# TASK INSTRUCTIONS
Among the entries, find each line that includes the string "UpdatePartRequest" and list it.

(Items listed in a dataset)
══════

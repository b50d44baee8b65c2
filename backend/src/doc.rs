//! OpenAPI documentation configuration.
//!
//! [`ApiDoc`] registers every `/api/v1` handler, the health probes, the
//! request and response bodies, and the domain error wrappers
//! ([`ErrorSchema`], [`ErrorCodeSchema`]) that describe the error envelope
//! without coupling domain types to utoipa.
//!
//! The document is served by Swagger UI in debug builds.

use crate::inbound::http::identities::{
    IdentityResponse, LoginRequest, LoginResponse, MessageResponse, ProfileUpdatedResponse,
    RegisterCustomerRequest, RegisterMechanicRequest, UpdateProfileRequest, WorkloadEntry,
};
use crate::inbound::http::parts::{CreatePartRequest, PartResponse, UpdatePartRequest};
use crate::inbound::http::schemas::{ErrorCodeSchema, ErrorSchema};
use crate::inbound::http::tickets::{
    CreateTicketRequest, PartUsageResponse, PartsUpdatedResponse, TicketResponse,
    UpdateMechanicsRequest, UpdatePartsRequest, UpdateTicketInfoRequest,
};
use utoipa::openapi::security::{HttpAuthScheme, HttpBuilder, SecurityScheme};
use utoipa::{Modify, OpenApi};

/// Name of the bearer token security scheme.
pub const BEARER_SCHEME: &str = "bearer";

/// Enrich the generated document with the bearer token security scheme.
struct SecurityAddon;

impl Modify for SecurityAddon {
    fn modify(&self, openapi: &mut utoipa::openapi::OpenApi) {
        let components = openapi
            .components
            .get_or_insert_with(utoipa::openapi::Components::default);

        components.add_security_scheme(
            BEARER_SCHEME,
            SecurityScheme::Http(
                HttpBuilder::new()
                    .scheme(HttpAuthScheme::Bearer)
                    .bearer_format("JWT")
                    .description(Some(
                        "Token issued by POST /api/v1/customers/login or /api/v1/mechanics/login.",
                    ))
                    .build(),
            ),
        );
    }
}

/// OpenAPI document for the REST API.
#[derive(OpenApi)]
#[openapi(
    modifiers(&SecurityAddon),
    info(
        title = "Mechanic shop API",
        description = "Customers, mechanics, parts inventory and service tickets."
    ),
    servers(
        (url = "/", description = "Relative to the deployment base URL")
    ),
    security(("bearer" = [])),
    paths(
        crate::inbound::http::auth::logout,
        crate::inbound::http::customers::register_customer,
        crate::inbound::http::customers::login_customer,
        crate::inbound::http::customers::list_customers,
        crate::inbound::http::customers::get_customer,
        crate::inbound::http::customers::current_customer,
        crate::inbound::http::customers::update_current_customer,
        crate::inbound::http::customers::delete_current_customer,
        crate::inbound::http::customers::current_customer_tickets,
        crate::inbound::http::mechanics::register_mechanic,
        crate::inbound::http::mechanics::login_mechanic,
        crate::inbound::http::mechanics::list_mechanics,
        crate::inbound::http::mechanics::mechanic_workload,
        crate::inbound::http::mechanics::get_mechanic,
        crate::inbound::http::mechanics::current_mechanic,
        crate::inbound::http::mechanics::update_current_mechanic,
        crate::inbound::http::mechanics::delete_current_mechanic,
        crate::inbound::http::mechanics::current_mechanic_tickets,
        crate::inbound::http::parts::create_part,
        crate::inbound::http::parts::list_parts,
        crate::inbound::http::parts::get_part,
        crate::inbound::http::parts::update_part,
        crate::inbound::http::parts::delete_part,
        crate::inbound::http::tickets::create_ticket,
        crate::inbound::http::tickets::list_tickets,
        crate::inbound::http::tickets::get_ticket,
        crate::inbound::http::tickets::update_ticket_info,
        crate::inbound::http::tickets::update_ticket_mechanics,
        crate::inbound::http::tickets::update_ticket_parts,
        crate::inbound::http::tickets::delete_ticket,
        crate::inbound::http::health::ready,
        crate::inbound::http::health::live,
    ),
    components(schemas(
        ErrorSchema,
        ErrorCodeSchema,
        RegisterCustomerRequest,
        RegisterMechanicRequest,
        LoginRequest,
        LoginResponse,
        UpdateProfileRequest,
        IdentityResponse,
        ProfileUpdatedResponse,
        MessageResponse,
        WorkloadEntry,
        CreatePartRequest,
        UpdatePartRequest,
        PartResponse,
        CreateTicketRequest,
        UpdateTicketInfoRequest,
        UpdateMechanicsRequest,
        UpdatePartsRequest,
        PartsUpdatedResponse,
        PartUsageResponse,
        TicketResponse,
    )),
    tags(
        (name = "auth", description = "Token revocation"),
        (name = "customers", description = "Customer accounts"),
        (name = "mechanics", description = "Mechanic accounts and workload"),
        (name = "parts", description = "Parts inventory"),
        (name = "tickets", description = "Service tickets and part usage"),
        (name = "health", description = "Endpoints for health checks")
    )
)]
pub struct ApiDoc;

══════

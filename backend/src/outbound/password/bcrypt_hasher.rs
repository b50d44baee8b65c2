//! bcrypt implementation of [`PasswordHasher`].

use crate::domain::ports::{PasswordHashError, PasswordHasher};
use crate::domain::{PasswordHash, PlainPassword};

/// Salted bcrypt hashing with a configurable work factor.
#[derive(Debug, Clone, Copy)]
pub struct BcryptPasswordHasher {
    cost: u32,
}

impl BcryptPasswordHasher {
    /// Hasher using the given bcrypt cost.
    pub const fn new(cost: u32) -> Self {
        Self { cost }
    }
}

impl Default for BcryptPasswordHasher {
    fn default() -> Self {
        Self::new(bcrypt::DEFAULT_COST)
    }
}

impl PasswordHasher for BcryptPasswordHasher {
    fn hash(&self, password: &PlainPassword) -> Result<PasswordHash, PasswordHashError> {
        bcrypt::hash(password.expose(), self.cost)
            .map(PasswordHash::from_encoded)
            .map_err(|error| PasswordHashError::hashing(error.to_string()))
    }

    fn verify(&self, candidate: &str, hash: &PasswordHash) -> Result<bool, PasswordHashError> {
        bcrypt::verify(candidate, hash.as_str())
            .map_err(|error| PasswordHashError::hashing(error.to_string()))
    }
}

══════

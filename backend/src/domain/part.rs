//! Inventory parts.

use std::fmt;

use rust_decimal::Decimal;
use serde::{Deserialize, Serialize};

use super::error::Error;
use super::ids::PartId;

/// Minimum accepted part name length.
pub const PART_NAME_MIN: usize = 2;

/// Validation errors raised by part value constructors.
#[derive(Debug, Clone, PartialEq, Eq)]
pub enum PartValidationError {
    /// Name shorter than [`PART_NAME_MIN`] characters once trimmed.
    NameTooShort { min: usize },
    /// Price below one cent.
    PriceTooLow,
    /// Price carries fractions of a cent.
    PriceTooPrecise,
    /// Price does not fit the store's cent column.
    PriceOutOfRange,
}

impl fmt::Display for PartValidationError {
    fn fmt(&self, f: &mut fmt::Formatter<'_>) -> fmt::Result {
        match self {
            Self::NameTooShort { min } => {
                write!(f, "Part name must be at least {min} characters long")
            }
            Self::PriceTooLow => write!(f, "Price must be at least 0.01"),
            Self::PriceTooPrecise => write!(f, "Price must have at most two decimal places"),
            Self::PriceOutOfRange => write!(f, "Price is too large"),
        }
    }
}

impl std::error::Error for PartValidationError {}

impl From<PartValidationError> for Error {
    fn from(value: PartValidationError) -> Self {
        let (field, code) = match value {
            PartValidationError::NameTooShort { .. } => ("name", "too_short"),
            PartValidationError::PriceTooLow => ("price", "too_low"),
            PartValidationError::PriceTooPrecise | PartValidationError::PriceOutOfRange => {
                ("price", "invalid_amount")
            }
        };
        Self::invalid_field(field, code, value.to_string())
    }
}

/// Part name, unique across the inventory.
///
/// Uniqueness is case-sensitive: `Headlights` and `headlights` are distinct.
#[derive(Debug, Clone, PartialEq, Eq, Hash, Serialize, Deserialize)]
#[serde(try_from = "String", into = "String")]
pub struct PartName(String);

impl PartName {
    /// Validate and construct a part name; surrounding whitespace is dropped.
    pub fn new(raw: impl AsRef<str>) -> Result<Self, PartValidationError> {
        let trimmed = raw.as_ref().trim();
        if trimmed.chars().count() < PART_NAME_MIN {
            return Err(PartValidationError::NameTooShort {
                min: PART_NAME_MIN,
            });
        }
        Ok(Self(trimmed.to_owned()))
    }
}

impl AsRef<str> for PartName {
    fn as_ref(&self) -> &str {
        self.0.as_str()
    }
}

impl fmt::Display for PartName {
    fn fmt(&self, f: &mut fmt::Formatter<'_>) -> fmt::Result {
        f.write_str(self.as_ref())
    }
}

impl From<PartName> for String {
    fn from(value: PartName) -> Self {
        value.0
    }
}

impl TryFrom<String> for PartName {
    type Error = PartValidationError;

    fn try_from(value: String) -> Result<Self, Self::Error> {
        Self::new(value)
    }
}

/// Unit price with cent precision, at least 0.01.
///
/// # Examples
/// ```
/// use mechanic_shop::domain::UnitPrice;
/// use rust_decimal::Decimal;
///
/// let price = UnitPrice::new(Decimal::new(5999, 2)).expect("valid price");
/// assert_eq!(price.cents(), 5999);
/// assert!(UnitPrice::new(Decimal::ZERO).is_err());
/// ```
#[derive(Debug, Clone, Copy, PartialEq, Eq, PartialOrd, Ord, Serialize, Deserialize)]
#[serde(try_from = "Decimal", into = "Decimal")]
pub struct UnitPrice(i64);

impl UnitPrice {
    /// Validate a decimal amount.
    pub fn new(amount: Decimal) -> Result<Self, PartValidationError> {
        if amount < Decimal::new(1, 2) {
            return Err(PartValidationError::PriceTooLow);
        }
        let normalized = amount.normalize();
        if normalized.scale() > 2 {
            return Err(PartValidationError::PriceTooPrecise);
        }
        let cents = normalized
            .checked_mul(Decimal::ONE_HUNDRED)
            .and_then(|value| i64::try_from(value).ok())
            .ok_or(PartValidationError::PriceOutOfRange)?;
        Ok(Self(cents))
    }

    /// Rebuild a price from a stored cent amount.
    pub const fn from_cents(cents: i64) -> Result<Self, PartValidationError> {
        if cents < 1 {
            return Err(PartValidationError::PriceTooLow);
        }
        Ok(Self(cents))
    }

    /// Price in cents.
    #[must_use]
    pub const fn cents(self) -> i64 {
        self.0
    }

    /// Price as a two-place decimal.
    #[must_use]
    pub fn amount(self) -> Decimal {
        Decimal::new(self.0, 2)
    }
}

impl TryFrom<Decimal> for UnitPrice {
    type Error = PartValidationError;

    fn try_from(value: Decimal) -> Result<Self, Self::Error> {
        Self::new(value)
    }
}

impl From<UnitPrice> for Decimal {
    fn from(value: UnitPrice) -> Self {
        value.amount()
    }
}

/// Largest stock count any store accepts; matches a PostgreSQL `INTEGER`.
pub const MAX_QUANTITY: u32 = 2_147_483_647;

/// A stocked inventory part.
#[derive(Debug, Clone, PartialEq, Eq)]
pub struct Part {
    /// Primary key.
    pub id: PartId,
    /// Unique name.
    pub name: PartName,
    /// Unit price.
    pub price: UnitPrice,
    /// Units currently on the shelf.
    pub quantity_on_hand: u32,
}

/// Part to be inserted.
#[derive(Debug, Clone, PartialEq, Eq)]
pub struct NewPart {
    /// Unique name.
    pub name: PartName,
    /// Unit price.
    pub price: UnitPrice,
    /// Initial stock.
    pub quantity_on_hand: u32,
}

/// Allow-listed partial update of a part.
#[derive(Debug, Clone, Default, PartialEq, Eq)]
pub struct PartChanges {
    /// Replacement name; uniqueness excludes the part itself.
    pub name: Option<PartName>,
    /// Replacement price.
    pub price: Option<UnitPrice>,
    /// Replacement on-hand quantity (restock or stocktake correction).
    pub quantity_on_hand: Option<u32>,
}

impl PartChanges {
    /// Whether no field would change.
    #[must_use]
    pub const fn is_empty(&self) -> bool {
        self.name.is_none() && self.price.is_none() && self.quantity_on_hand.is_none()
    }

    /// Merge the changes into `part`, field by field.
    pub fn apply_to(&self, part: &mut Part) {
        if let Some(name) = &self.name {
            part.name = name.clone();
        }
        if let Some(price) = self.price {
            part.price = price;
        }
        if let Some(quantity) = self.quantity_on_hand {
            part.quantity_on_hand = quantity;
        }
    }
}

══════

# EXERCISE RESULT
use crate::inbound::http::parts::{CreatePartRequest, PartResponse, UpdatePartRequest};
        UpdatePartRequest,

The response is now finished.